DIRECTIONS:
What lines in the material hold the string "ArrayInitializer"? Copy out each of them.

___

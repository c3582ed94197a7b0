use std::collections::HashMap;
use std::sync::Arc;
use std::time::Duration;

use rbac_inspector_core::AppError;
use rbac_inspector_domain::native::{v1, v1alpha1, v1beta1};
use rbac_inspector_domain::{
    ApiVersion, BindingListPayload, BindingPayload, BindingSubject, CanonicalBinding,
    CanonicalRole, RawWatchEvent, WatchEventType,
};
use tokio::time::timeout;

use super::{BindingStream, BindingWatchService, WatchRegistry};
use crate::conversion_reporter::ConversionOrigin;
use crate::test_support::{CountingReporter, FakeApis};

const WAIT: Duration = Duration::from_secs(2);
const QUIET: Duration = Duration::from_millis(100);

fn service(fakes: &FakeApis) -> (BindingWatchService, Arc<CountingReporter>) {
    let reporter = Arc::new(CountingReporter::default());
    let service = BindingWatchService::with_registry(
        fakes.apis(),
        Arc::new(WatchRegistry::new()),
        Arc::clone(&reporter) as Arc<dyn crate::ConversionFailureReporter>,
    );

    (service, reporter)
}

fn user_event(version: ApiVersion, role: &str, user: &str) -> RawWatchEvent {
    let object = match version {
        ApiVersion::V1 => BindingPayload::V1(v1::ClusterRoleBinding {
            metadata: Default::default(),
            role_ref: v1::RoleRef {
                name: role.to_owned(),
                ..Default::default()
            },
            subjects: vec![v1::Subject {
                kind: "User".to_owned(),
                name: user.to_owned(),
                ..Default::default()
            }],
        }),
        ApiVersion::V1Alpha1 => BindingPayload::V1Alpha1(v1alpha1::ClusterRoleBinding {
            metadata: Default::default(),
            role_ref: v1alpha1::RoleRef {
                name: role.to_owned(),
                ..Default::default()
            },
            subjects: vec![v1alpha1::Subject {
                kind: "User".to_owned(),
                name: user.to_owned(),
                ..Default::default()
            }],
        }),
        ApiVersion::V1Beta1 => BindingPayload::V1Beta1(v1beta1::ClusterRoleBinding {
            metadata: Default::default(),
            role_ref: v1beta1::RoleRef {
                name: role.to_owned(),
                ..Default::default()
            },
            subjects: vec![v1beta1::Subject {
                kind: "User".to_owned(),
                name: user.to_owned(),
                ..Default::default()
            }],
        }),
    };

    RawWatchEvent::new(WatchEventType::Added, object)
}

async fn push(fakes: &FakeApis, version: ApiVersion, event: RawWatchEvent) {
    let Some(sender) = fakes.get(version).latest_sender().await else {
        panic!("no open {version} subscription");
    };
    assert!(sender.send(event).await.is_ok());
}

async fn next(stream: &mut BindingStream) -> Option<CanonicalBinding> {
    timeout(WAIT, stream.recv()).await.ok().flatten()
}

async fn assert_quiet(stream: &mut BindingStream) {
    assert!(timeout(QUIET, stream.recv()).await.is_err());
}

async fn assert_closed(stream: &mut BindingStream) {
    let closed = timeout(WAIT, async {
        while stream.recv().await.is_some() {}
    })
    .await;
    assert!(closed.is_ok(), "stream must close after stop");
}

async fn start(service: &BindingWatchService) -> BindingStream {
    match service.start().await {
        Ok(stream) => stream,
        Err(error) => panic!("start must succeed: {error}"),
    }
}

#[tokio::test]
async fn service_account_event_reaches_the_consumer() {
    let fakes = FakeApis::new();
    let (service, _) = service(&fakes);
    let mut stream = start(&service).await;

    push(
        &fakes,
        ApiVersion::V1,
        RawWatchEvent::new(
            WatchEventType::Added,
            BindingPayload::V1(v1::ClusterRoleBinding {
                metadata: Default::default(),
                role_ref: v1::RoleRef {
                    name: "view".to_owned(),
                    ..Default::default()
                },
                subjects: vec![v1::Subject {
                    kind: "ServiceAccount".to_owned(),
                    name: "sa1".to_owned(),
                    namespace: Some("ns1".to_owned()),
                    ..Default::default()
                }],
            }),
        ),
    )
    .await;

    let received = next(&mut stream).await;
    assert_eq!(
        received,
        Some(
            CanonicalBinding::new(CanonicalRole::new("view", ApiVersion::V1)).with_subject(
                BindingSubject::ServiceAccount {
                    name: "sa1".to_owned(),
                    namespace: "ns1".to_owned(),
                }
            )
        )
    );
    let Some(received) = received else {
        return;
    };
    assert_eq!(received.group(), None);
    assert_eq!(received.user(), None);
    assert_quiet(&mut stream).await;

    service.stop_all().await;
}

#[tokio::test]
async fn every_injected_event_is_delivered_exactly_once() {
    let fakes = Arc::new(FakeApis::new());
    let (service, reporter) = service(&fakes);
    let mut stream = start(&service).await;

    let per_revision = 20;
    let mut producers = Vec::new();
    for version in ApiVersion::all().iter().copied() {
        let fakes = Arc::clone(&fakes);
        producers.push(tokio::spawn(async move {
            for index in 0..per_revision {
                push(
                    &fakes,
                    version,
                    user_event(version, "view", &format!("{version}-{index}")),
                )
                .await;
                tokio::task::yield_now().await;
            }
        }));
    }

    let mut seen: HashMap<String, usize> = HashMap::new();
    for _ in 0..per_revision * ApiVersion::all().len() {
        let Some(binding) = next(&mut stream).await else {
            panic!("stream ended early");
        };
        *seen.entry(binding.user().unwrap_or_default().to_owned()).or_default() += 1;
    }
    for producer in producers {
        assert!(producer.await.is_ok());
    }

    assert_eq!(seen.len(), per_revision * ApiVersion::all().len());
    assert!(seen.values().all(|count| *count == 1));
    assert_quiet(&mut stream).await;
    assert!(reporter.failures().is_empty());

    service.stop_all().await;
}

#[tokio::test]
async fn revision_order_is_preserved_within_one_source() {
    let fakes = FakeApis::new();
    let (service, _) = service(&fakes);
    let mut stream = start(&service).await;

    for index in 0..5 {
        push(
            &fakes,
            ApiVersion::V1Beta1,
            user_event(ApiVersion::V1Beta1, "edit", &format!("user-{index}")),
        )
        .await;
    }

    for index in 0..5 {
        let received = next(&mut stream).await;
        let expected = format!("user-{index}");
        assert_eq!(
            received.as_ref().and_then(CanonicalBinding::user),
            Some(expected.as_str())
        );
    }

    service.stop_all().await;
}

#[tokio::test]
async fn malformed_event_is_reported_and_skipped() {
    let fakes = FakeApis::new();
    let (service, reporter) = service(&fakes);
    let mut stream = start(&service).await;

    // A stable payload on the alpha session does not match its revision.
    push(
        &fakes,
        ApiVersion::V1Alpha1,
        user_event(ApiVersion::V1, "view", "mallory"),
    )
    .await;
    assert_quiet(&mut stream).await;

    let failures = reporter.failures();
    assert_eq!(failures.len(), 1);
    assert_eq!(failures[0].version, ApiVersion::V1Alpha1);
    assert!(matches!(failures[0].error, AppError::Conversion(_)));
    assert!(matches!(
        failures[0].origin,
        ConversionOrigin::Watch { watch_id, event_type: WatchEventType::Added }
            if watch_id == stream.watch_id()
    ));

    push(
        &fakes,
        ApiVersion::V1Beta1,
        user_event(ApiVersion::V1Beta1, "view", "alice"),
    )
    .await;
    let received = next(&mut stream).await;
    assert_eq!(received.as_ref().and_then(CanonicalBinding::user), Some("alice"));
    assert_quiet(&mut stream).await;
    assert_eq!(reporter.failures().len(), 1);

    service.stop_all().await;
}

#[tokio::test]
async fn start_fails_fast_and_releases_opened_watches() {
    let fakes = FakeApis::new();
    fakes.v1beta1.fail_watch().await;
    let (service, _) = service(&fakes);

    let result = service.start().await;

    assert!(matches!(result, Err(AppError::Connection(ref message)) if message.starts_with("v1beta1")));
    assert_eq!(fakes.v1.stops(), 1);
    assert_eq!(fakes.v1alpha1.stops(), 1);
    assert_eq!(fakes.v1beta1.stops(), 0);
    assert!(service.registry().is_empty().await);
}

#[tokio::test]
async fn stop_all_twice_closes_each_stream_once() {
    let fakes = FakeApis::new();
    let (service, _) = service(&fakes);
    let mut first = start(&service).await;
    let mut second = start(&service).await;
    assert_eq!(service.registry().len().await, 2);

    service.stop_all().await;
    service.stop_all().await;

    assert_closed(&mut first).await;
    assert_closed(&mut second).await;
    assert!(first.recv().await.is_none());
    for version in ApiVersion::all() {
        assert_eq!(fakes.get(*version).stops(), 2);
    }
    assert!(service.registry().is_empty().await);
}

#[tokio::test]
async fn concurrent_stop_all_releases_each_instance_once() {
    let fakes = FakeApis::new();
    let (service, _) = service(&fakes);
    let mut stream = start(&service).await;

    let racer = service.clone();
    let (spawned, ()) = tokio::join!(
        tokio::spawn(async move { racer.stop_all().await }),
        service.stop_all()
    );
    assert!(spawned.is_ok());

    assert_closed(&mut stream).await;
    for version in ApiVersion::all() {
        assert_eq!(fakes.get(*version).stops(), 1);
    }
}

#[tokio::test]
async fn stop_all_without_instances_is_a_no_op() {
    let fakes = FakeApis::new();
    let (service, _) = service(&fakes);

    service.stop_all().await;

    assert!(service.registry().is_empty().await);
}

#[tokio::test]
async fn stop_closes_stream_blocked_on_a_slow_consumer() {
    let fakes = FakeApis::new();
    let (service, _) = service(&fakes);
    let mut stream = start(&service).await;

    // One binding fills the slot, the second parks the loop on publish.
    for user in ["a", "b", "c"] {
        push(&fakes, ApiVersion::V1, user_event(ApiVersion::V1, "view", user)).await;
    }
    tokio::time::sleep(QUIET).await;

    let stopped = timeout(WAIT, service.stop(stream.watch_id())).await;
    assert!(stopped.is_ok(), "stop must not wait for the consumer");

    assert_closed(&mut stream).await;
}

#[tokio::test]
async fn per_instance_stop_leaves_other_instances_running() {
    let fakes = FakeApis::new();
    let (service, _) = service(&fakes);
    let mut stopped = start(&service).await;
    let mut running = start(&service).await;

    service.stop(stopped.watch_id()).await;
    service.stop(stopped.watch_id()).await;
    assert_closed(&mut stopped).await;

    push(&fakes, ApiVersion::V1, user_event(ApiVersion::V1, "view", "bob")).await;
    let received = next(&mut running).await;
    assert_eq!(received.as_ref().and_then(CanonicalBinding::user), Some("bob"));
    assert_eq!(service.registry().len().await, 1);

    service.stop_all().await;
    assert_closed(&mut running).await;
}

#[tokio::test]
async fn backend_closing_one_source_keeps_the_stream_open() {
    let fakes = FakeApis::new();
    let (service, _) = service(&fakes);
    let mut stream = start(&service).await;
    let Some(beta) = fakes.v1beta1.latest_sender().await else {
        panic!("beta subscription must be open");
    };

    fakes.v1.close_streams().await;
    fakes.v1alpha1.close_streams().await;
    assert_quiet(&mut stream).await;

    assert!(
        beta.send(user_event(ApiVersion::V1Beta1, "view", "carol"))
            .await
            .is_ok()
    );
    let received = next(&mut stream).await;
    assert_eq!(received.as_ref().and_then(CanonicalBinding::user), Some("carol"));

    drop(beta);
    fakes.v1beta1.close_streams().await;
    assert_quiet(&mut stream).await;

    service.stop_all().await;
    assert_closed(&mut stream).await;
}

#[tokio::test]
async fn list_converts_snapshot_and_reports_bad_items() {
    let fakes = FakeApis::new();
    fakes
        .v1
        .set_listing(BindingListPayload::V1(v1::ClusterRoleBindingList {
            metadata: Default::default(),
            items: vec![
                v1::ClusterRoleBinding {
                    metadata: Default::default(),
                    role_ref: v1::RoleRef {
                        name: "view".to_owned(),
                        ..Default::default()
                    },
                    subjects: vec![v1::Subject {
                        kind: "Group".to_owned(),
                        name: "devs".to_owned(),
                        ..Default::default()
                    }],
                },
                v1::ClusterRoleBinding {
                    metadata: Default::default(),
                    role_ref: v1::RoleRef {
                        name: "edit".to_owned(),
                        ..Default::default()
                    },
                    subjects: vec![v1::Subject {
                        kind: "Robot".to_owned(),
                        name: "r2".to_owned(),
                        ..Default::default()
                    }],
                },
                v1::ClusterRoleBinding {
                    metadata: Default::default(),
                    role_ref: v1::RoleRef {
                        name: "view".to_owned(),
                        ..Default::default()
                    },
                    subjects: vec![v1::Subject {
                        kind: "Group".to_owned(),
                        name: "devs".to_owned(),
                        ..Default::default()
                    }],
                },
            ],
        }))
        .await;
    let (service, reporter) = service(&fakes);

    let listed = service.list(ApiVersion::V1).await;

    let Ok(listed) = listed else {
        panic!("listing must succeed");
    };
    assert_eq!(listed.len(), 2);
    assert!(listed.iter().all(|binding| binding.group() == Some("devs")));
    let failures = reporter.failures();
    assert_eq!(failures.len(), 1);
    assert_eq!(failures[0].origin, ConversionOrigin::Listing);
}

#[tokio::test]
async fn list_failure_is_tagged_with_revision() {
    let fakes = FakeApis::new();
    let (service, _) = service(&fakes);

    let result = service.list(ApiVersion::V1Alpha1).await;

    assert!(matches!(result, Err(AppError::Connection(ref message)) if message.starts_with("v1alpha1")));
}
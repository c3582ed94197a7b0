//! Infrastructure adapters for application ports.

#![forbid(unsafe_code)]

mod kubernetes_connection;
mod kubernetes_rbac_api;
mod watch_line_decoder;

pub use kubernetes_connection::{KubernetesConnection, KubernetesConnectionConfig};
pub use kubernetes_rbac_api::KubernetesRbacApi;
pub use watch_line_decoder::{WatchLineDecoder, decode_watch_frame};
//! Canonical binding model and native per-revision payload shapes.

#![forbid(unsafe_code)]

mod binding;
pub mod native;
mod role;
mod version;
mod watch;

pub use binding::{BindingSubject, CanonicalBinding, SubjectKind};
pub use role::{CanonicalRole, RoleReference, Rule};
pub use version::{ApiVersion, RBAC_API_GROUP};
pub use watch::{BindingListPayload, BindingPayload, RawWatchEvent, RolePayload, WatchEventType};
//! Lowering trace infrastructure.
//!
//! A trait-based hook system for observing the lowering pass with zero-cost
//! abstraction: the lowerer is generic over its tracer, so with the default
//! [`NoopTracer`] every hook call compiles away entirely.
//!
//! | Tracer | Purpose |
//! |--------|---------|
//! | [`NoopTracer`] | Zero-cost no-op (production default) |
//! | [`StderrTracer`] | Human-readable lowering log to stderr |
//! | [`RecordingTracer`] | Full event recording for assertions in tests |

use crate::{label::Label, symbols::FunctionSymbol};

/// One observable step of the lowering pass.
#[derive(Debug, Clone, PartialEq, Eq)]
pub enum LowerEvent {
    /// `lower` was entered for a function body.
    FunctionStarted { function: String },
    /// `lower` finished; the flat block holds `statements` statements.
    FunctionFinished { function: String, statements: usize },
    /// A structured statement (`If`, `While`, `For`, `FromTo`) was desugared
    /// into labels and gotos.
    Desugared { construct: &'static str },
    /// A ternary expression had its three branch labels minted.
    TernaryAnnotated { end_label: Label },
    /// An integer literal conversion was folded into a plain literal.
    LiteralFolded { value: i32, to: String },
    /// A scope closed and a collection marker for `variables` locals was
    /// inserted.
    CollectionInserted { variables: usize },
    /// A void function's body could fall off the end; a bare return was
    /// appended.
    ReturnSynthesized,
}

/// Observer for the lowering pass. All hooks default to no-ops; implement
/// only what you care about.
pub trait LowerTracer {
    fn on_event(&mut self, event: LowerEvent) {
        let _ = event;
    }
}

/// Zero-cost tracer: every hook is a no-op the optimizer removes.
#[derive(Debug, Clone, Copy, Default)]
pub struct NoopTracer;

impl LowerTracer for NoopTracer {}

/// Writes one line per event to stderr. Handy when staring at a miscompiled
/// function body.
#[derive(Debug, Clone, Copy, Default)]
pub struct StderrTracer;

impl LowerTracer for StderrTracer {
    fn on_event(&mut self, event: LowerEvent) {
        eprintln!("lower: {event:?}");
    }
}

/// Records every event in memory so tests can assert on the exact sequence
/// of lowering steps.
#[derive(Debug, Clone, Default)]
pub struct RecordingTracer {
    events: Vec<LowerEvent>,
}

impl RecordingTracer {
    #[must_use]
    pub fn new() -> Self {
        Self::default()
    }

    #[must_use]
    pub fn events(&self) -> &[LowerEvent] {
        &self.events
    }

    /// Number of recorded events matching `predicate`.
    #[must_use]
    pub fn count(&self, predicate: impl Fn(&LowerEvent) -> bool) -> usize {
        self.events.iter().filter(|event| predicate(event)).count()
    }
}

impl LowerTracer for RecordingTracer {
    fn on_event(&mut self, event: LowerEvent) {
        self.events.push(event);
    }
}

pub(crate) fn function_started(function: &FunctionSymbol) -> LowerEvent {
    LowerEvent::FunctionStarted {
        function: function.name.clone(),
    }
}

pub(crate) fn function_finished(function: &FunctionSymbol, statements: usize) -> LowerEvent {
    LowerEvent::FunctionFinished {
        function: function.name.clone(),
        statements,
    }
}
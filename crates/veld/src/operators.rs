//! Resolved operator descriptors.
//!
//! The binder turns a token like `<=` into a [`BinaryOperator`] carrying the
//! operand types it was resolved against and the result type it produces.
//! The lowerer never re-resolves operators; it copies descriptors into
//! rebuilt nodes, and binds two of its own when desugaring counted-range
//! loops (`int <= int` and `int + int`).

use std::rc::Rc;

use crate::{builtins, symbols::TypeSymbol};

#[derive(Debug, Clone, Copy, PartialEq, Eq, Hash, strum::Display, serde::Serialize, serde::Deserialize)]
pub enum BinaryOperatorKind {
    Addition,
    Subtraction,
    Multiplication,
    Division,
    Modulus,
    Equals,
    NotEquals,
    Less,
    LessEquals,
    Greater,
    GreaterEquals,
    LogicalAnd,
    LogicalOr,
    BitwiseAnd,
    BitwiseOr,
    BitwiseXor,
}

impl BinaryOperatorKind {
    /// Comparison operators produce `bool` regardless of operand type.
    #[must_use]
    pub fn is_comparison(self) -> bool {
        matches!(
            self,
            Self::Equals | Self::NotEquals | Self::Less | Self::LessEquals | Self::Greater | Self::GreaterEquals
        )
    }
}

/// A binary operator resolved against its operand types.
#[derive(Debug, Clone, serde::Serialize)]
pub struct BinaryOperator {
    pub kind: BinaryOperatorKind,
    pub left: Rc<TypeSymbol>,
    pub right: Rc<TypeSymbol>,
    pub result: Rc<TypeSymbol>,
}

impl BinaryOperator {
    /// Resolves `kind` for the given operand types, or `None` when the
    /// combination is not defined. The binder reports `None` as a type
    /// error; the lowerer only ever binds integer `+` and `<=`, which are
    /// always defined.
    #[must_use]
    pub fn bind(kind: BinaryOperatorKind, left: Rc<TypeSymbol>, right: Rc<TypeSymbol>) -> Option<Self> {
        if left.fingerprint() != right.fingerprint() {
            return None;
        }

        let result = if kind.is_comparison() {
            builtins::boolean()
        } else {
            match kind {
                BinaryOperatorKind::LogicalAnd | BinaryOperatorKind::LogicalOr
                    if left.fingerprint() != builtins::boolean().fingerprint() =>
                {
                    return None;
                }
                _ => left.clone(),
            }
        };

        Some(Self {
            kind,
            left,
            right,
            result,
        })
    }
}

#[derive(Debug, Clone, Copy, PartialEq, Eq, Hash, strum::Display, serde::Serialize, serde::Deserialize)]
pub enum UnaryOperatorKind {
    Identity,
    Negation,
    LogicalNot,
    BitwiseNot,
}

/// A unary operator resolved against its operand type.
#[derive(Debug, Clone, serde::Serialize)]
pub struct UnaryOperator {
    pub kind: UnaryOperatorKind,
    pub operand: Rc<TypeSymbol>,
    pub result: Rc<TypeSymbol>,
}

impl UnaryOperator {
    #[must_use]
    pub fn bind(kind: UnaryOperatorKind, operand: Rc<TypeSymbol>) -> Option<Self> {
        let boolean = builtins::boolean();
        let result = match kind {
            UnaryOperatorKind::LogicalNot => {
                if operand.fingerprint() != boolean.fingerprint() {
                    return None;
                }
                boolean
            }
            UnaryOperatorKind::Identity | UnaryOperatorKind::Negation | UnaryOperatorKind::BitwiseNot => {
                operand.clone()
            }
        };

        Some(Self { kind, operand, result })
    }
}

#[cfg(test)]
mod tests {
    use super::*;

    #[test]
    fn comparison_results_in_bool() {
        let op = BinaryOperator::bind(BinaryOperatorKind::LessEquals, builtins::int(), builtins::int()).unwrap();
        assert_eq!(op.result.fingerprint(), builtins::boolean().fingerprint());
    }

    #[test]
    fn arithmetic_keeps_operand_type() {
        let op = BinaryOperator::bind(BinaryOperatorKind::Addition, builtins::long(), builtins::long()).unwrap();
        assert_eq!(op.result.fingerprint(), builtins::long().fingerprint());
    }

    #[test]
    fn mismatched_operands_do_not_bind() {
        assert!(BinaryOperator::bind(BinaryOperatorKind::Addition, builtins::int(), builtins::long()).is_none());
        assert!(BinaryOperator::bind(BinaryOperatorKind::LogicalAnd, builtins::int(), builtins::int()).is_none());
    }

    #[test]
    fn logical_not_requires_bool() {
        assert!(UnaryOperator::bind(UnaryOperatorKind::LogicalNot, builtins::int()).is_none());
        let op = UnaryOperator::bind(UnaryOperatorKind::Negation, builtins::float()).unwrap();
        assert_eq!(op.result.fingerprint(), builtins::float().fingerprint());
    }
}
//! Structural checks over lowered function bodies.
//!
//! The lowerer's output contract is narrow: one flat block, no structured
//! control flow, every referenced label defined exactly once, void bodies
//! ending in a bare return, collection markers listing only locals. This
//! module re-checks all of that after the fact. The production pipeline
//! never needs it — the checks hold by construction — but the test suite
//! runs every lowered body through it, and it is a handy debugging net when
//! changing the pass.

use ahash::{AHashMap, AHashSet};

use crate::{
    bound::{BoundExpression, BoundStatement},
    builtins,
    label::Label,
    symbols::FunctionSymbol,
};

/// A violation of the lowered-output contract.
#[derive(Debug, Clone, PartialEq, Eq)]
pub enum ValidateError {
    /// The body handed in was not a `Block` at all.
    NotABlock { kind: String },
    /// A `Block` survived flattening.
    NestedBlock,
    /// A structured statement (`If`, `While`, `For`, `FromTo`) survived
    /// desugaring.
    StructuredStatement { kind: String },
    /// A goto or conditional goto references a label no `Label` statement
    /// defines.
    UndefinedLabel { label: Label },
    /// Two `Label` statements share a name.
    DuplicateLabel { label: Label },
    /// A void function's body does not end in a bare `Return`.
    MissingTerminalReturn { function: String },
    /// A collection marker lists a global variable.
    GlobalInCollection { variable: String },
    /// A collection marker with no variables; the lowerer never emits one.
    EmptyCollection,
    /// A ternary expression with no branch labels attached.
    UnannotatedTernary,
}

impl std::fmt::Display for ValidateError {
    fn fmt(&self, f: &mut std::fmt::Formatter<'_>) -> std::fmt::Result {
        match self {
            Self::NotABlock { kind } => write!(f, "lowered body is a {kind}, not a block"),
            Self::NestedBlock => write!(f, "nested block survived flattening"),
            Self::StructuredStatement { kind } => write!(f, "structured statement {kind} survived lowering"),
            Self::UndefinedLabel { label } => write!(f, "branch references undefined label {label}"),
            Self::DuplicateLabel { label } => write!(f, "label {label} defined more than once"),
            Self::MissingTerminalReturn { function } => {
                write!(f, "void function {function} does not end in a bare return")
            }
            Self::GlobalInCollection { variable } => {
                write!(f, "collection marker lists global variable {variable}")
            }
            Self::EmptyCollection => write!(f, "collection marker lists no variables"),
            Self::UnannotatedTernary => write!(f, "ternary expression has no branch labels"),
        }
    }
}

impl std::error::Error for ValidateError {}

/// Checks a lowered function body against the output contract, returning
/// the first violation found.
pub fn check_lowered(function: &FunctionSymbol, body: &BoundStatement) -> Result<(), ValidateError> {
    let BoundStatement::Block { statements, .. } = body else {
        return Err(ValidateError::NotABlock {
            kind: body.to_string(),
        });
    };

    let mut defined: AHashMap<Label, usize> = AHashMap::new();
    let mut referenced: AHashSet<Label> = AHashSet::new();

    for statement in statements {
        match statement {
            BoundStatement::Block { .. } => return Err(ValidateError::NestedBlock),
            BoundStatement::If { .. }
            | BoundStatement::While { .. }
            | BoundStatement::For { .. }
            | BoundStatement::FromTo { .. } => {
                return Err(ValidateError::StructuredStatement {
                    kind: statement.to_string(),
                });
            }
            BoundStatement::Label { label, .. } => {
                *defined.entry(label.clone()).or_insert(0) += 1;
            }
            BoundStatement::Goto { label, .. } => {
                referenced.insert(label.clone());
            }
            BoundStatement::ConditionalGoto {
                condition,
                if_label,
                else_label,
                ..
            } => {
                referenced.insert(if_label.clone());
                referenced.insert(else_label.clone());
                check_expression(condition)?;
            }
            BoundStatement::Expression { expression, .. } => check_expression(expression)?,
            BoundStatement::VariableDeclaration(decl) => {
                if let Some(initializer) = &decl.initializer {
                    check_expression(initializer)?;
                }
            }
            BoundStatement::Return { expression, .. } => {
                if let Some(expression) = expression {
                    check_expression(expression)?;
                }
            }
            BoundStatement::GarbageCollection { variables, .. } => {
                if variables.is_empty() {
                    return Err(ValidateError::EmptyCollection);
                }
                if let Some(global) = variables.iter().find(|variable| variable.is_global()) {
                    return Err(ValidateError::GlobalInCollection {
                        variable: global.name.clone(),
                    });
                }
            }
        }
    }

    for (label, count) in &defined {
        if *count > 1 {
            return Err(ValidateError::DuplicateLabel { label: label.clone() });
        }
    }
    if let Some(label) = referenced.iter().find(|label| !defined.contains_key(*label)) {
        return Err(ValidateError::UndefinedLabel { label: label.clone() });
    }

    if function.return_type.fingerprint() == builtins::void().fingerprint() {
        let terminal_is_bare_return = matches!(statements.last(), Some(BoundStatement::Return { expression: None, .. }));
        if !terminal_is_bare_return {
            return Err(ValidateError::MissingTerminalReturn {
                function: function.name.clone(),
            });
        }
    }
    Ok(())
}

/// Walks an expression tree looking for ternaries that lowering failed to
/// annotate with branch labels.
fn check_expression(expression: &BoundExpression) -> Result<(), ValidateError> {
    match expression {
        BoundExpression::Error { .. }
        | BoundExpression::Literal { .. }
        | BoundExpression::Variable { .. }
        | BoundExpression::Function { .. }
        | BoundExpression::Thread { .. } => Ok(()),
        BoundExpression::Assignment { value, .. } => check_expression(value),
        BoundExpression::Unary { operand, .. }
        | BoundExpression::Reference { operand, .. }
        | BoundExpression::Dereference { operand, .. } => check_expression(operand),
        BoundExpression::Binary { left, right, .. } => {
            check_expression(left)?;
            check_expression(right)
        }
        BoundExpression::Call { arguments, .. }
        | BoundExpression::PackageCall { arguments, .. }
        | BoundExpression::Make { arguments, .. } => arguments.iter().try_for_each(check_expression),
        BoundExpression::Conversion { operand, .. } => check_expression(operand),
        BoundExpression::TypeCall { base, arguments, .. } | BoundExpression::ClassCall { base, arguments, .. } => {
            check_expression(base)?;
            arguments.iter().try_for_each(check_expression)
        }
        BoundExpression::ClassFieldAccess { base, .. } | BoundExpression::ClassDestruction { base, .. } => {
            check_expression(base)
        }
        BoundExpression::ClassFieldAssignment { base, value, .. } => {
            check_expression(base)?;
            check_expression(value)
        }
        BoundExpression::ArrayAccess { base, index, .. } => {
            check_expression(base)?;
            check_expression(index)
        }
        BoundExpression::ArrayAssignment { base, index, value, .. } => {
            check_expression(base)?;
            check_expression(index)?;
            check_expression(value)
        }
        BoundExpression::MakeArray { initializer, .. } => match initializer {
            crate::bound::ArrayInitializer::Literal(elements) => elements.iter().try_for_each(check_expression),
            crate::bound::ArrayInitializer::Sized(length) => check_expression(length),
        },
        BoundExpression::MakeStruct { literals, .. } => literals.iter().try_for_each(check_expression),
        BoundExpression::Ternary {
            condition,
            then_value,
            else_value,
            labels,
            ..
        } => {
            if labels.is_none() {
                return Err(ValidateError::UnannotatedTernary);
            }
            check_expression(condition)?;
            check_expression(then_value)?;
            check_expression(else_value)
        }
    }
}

___

SOLVED PROBLEM:
            crate::bound::ArrayInitializer::Literal(elements) => elements.iter().try_for_each(check_expression),
            crate::bound::ArrayInitializer::Sized(length) => check_expression(length),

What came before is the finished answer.